Content starts
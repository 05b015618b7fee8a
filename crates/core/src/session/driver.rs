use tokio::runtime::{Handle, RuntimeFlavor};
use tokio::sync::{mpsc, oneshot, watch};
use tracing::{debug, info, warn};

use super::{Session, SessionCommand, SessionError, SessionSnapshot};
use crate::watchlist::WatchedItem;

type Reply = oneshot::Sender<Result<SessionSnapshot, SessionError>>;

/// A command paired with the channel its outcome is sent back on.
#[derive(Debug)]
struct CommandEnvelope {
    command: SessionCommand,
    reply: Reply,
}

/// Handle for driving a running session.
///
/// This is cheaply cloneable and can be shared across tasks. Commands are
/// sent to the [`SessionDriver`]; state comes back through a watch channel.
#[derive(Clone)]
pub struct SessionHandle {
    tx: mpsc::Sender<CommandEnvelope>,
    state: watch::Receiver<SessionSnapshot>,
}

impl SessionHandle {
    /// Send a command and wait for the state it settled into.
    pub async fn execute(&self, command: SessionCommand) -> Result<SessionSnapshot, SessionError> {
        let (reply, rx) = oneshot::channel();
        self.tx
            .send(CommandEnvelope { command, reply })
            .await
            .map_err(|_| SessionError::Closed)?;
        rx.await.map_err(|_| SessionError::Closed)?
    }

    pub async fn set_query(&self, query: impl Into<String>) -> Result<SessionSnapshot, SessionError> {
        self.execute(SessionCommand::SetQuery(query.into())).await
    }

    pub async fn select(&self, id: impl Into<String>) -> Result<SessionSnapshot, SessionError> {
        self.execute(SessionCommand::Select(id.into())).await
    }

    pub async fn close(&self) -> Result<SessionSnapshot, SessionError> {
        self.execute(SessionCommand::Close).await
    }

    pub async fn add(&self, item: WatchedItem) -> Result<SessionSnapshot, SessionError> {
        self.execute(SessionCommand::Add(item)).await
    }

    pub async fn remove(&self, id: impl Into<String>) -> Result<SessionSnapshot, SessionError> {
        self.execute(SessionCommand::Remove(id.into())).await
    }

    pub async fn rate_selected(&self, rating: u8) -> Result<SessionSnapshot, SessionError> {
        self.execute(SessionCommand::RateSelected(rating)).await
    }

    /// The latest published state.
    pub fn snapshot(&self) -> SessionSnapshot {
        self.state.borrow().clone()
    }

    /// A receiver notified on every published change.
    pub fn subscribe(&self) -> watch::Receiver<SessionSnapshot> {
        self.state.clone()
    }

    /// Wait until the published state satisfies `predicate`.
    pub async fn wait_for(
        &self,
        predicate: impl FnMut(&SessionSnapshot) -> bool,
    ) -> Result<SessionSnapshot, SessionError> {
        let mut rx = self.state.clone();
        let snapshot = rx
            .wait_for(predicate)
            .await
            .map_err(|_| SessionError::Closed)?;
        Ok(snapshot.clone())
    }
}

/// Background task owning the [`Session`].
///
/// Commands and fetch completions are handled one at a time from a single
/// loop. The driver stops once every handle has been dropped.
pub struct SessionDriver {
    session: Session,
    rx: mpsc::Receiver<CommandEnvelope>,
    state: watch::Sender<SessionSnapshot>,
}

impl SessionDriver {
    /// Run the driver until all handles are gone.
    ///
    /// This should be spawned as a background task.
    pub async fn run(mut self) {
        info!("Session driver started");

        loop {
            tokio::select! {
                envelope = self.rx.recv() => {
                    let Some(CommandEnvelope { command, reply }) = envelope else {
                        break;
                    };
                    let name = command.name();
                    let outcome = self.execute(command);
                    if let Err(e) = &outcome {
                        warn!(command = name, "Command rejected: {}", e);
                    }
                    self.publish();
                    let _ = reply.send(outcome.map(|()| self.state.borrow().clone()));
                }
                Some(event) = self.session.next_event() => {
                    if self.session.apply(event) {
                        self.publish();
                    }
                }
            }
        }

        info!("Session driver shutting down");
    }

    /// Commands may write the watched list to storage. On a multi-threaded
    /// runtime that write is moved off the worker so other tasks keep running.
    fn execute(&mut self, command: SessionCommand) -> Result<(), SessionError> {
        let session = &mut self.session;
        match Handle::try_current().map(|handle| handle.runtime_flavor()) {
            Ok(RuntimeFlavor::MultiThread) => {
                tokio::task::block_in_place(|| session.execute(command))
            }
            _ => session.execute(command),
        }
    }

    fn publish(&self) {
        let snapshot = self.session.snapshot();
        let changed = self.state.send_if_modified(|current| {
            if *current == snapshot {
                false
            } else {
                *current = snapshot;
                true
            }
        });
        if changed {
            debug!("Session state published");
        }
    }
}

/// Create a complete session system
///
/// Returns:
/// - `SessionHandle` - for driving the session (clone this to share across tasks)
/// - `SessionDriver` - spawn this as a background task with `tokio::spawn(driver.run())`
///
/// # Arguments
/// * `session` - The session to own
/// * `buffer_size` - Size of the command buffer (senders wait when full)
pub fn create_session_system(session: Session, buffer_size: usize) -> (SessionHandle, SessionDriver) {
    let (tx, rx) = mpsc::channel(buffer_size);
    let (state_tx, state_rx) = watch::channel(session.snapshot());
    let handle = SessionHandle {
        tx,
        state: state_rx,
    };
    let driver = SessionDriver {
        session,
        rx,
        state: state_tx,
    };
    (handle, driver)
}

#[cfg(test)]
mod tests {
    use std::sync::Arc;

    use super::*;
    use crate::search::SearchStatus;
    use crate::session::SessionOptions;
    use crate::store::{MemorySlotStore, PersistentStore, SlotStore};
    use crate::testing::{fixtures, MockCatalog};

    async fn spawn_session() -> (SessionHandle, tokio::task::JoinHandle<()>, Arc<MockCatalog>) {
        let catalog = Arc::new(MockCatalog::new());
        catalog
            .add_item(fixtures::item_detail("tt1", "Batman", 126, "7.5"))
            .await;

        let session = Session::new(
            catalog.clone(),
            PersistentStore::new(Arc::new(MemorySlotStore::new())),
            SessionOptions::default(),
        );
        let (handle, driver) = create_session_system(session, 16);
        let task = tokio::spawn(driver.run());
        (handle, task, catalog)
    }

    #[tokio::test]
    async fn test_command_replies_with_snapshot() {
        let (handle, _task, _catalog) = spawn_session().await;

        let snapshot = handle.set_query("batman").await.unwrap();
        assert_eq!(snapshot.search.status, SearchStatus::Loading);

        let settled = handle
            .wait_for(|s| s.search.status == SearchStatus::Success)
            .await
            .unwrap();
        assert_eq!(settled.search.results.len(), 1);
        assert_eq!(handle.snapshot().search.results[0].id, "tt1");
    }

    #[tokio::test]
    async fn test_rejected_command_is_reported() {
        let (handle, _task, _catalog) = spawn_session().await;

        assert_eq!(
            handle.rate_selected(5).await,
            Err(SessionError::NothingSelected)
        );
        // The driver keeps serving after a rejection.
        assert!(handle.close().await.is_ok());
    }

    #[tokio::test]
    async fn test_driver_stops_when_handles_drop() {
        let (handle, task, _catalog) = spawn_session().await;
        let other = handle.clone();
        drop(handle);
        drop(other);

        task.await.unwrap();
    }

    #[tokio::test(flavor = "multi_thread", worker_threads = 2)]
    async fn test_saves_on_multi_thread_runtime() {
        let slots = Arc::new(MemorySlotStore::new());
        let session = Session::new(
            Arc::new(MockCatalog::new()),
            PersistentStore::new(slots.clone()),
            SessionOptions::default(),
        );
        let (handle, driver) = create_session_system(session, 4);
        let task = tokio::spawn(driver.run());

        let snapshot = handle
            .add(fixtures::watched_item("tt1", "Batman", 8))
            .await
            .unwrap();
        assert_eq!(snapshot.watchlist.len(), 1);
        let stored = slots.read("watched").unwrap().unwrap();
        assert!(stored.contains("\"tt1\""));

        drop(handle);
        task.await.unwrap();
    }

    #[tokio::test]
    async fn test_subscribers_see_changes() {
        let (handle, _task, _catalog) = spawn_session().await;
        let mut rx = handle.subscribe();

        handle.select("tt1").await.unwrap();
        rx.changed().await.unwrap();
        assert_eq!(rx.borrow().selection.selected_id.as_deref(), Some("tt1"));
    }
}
Content ends
Content starts
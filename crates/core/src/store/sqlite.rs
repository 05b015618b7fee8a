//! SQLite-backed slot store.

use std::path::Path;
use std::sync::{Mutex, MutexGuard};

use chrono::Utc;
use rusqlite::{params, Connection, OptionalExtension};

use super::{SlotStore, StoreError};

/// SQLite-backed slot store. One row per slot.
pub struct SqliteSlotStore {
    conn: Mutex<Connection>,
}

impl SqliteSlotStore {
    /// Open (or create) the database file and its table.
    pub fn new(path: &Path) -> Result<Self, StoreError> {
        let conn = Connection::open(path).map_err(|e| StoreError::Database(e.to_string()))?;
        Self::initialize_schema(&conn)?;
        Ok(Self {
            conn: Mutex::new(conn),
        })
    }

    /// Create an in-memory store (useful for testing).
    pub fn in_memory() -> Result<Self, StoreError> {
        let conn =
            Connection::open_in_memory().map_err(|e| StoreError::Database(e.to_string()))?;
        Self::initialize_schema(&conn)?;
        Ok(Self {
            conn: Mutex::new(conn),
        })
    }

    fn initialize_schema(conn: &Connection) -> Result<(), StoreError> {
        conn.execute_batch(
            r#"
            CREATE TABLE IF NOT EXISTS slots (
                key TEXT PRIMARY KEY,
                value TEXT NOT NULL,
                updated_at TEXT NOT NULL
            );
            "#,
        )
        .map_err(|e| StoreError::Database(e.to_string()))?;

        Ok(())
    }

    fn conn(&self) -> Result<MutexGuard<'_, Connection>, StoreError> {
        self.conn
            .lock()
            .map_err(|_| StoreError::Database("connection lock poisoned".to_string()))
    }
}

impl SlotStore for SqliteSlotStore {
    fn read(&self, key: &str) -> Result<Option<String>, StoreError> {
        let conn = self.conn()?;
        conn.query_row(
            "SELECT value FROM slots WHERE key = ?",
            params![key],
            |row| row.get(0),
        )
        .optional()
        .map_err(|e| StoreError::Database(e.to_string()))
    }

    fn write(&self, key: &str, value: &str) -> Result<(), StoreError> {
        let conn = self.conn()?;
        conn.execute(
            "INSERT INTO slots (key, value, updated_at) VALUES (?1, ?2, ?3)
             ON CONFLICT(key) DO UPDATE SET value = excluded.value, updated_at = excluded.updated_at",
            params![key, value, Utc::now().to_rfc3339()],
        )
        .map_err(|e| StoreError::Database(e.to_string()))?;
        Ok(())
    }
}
Content ends
Copy out each line of the records above that includes "every".

    /// A receiver notified on every published change.
/// loop. The driver stops once every handle has been dropped.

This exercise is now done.